## Assignment
Find each line below that includes "Result", then copy it.

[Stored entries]
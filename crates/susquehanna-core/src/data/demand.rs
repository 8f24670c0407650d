//! Calendar-day demand, target and price series.
//!
//! Every series covers one 365-day year; lookups wrap the day of year.

use crate::calendar::{DAYS_PER_YEAR, HOURS_PER_DAY};
use crate::error::ConfigError;

/// Withdrawal demands of the three supply users on one day [cfs].
#[derive(Debug, Clone, Copy, PartialEq, Default)]
pub struct DailyDemand {
    pub atomic: f64,
    pub baltimore: f64,
    pub chester: f64,
}

#[derive(Debug, Clone)]
pub struct DemandSeries {
    pub atomic: Vec<f64>,
    pub baltimore: Vec<f64>,
    pub chester: Vec<f64>,
    /// Minimum environmental flow downstream [cfs].
    pub min_flow: Vec<f64>,
    /// Recreation target level [ft]; zero outside the season.
    pub recreation_target: Vec<f64>,
}

fn check_year(name: &str, values: &[f64]) -> Result<(), ConfigError> {
    if values.len() != DAYS_PER_YEAR {
        return Err(ConfigError::DimensionMismatch {
            name: name.to_string(),
            expected: DAYS_PER_YEAR,
            actual: values.len(),
        });
    }
    if values.iter().any(|v| !v.is_finite() || *v < 0.0) {
        return Err(ConfigError::InvalidTable {
            table: name.to_string(),
            reason: "values must be finite and non-negative".to_string(),
        });
    }
    Ok(())
}

fn series_max(values: &[f64]) -> f64 {
    values.iter().copied().fold(0.0, f64::max)
}

impl DemandSeries {
    pub fn new(
        atomic: Vec<f64>,
        baltimore: Vec<f64>,
        chester: Vec<f64>,
        min_flow: Vec<f64>,
        recreation_target: Vec<f64>,
    ) -> Result<Self, ConfigError> {
        check_year("atomic demand", &atomic)?;
        check_year("baltimore demand", &baltimore)?;
        check_year("chester demand", &chester)?;
        check_year("minimum flow", &min_flow)?;
        check_year("recreation target", &recreation_target)?;
        Ok(Self {
            atomic,
            baltimore,
            chester,
            min_flow,
            recreation_target,
        })
    }

    pub fn day(&self, day_of_year: usize) -> DailyDemand {
        let d = day_of_year % DAYS_PER_YEAR;
        DailyDemand {
            atomic: self.atomic[d],
            baltimore: self.baltimore[d],
            chester: self.chester[d],
        }
    }

    /// Largest daily demand of each user, used to scale policy outputs.
    pub fn max_demand(&self) -> DailyDemand {
        DailyDemand {
            atomic: series_max(&self.atomic),
            baltimore: series_max(&self.baltimore),
            chester: series_max(&self.chester),
        }
    }
}

/// Hourly energy prices, indexed `[hour][day_of_year]` [$/MWh].
#[derive(Debug, Clone)]
pub struct PriceMatrix {
    prices: Vec<Vec<f64>>,
}

impl PriceMatrix {
    /// From a `24 x 365` matrix indexed by hour then day.
    pub fn new(prices: Vec<Vec<f64>>) -> Result<Self, ConfigError> {
        if prices.len() != HOURS_PER_DAY {
            return Err(ConfigError::DimensionMismatch {
                name: "energy price hours".to_string(),
                expected: HOURS_PER_DAY,
                actual: prices.len(),
            });
        }
        for row in &prices {
            if row.len() != DAYS_PER_YEAR {
                return Err(ConfigError::DimensionMismatch {
                    name: "energy price days".to_string(),
                    expected: DAYS_PER_YEAR,
                    actual: row.len(),
                });
            }
        }
        if prices.iter().flatten().any(|p| !p.is_finite()) {
            return Err(ConfigError::InvalidTable {
                table: "energy prices".to_string(),
                reason: "non-finite price".to_string(),
            });
        }
        Ok(Self { prices })
    }

    /// From day-major rows (one row of 24 hourly prices per day).
    pub fn from_daily_rows(rows: &[Vec<f64>]) -> Result<Self, ConfigError> {
        if rows.len() != DAYS_PER_YEAR {
            return Err(ConfigError::DimensionMismatch {
                name: "energy price days".to_string(),
                expected: DAYS_PER_YEAR,
                actual: rows.len(),
            });
        }
        let mut prices = vec![Vec::with_capacity(DAYS_PER_YEAR); HOURS_PER_DAY];
        for row in rows {
            if row.len() != HOURS_PER_DAY {
                return Err(ConfigError::DimensionMismatch {
                    name: "energy price hours".to_string(),
                    expected: HOURS_PER_DAY,
                    actual: row.len(),
                });
            }
            for (hour, &p) in row.iter().enumerate() {
                prices[hour].push(p);
            }
        }
        Self::new(prices)
    }

    #[inline]
    pub fn price(&self, hour: usize, day_of_year: usize) -> f64 {
        self.prices[hour % HOURS_PER_DAY][day_of_year % DAYS_PER_YEAR]
    }
}
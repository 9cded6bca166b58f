//! Utility functions for graphpd

use percent_encoding::{utf8_percent_encode, AsciiSet, CONTROLS};
use std::time::{SystemTime, UNIX_EPOCH};

/// Percent-encoding set for key segments (includes the delimiter and %)
const KEY_ENCODE_SET: &AsciiSet = &CONTROLS
    .add(b'/')
    .add(b'%')
    .add(b' ')
    .add(b'?')
    .add(b'#')
    .add(b'&');

/// Encode a name for use as a single key segment
pub fn encode_key(key: &str) -> String {
    utf8_percent_encode(key, KEY_ENCODE_SET).to_string()
}

/// Parse duration string (e.g., "500ms", "30s", "5m", "1h", "7d")
pub fn parse_duration(s: &str) -> crate::Result<std::time::Duration> {
    let s = s.trim();
    if s.is_empty() {
        return Err(crate::Error::InvalidConfig("empty duration".into()));
    }

    let (num_str, unit) = if let Some(num) = s.strip_suffix("ms") {
        (num, "ms")
    } else {
        let split = s.len() - s.chars().last().map_or(0, char::len_utf8);
        (&s[..split], &s[split..])
    };

    let num: u64 = num_str
        .parse()
        .map_err(|_| crate::Error::InvalidConfig(format!("invalid duration: {}", s)))?;

    let duration = match unit {
        "ms" => std::time::Duration::from_millis(num),
        "s" => std::time::Duration::from_secs(num),
        "m" => std::time::Duration::from_secs(num * 60),
        "h" => std::time::Duration::from_secs(num * 3600),
        "d" => std::time::Duration::from_secs(num * 86400),
        _ => {
            return Err(crate::Error::InvalidConfig(format!(
                "unknown duration unit: {}",
                unit
            )))
        }
    };

    Ok(duration)
}

/// Get current Unix timestamp (seconds)
pub fn timestamp_now() -> u64 {
    SystemTime::now()
        .duration_since(UNIX_EPOCH)
        .unwrap_or_default()
        .as_secs()
}

/// Get current Unix timestamp (milliseconds)
pub fn timestamp_now_millis() -> u64 {
    SystemTime::now()
        .duration_since(UNIX_EPOCH)
        .unwrap_or_default()
        .as_millis() as u64
}

/// Validate a graph name (must be non-empty, reasonable length, printable)
pub fn validate_graph_name(name: &str) -> crate::Result<()> {
    if name.is_empty() {
        return Err(crate::Error::InvalidConfig(
            "graph name cannot be empty".into(),
        ));
    }

    if name.len() > 1024 {
        return Err(crate::Error::InvalidConfig(
            "graph name too long (max 1024 bytes)".into(),
        ));
    }

    if name.chars().any(|c| c.is_control()) {
        return Err(crate::Error::InvalidConfig(
            "graph name contains invalid characters".into(),
        ));
    }

    Ok(())
}

#[cfg(test)]
mod tests {
    use super::*;

    #[test]
    fn test_encode_key() {
        let encoded = encode_key("space/graph/s");
        assert_eq!(encoded, "space%2Fgraph%2Fs");
        assert_eq!(encode_key("50%"), "50%25");
    }

    #[test]
    fn test_parse_duration() {
        assert_eq!(
            parse_duration("500ms").unwrap(),
            std::time::Duration::from_millis(500)
        );
        assert_eq!(
            parse_duration("30s").unwrap(),
            std::time::Duration::from_secs(30)
        );
        assert_eq!(
            parse_duration("5m").unwrap(),
            std::time::Duration::from_secs(300)
        );
        assert_eq!(
            parse_duration("1h").unwrap(),
            std::time::Duration::from_secs(3600)
        );
    }

    #[test]
    fn test_parse_duration_invalid() {
        assert!(parse_duration("").is_err());
        assert!(parse_duration("abc").is_err());
        assert!(parse_duration("10x").is_err());
    }

    #[test]
    fn test_validate_graph_name() {
        assert!(validate_graph_name("hugegraph").is_ok());
        assert!(validate_graph_name("space/graph/g").is_ok());
        assert!(validate_graph_name("").is_err());
        assert!(validate_graph_name(&"x".repeat(2000)).is_err());
    }
}
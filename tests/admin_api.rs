//! Admin HTTP API of a running placement driver

use graphpd::meta::{MemStore, Partition};
use graphpd::proto::discovery_service_client::DiscoveryServiceClient;
use graphpd::proto::NodeInfo;
use graphpd::{Config, PdServer};
use reqwest::{Client, StatusCode};
use serde_json::Value;
use std::sync::Arc;
use tokio::net::TcpListener;
use tokio::sync::oneshot;

struct Running {
    http: String,
    grpc: String,
    stop: oneshot::Sender<()>,
    handle: tokio::task::JoinHandle<graphpd::Result<()>>,
}

async fn start() -> Running {
    let config = Config {
        cluster_id: 42,
        node_id: "pd-admin".into(),
        ..Default::default()
    };
    let server = PdServer::with_store(config, Arc::new(MemStore::new())).unwrap();
    server
        .meta()
        .update_partition(Partition::new("g", 0, 0, 100))
        .unwrap();
    server
        .meta()
        .update_partition(Partition::new("g", 1, 100, 200))
        .unwrap();
    server.meta().get_and_create_graph("ns/s", 5).unwrap();

    let grpc_listener = TcpListener::bind("127.0.0.1:0").await.unwrap();
    let http_listener = TcpListener::bind("127.0.0.1:0").await.unwrap();
    let grpc = format!("http://{}", grpc_listener.local_addr().unwrap());
    let http = format!("http://{}", http_listener.local_addr().unwrap());

    let (stop, stopped) = oneshot::channel::<()>();
    let handle = tokio::spawn(server.serve_with_shutdown(grpc_listener, http_listener, async {
        let _ = stopped.await;
    }));

    Running {
        http,
        grpc,
        stop,
        handle,
    }
}

async fn get_json(client: &Client, url: String) -> (StatusCode, Value) {
    let resp = client.get(url).send().await.unwrap();
    let status = resp.status();
    (status, resp.json().await.unwrap())
}

#[tokio::test]
async fn test_admin_endpoints() {
    let pd = start().await;
    let client = Client::new();

    let (status, health) = get_json(&client, format!("{}/health", pd.http)).await;
    assert!(status.is_success());
    assert_eq!(health["role"], "leader");
    assert_eq!(health["is_leader"], true);

    let (_, status_json) = get_json(&client, format!("{}/status", pd.http)).await;
    assert_eq!(status_json["cluster_id"], 42);
    assert_eq!(status_json["node_id"], "pd-admin");
    assert_eq!(status_json["graphs"], 2);
    assert_eq!(status_json["partitions"], 2);

    let (_, graphs) = get_json(&client, format!("{}/graphs", pd.http)).await;
    assert_eq!(graphs.as_array().unwrap().len(), 2);

    let (status, graph) = get_json(&client, format!("{}/graphs/ns%2Fs", pd.http)).await;
    assert!(status.is_success());
    assert_eq!(graph["partition_count"], 1);

    let (status, _) = get_json(&client, format!("{}/graphs/missing", pd.http)).await;
    assert_eq!(status, StatusCode::NOT_FOUND);

    let (_, partitions) = get_json(&client, format!("{}/graphs/g/partitions", pd.http)).await;
    assert_eq!(partitions.as_array().unwrap().len(), 2);

    let (_, partition) =
        get_json(&client, format!("{}/graphs/g/partitions/code/150", pd.http)).await;
    assert_eq!(partition["id"], 1);

    let (status, _) =
        get_json(&client, format!("{}/graphs/g/partitions/code/500", pd.http)).await;
    assert_eq!(status, StatusCode::NOT_FOUND);

    drop(client);
    pd.stop.send(()).unwrap();
    pd.handle.await.unwrap().unwrap();
}

#[tokio::test]
async fn test_registered_nodes_are_listed() {
    let pd = start().await;

    let mut grpc = DiscoveryServiceClient::connect(pd.grpc.clone()).await.unwrap();
    let resp = grpc
        .register(NodeInfo {
            id: "0".into(),
            app_name: "store".into(),
            version: "1.0".into(),
            address: "10.0.0.1:8500".into(),
            interval: 10_000,
            ..Default::default()
        })
        .await
        .unwrap()
        .into_inner();
    assert_eq!(resp.header.unwrap().cluster_id, 42);

    let client = Client::new();
    let (_, nodes) = get_json(&client, format!("{}/nodes?app_name=store", pd.http)).await;
    let nodes = nodes["nodes"].as_array().unwrap();
    assert_eq!(nodes.len(), 1);
    assert_eq!(nodes[0]["address"], "10.0.0.1:8500");

    let (_, none) = get_json(&client, format!("{}/nodes?app_name=hg", pd.http)).await;
    assert!(none["nodes"].as_array().unwrap().is_empty());

    drop(grpc);
    drop(client);
    pd.stop.send(()).unwrap();
    pd.handle.await.unwrap().unwrap();
}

## Task response
fn check_year(name: &str, values: &[f64]) -> Result<(), ConfigError> {
    ) -> Result<Self, ConfigError> {
    pub fn new(prices: Vec<Vec<f64>>) -> Result<Self, ConfigError> {
    pub fn from_daily_rows(rows: &[Vec<f64>]) -> Result<Self, ConfigError> {
pub fn parse_duration(s: &str) -> crate::Result<std::time::Duration> {
pub fn validate_graph_name(name: &str) -> crate::Result<()> {
    handle: tokio::task::JoinHandle<graphpd::Result<()>>,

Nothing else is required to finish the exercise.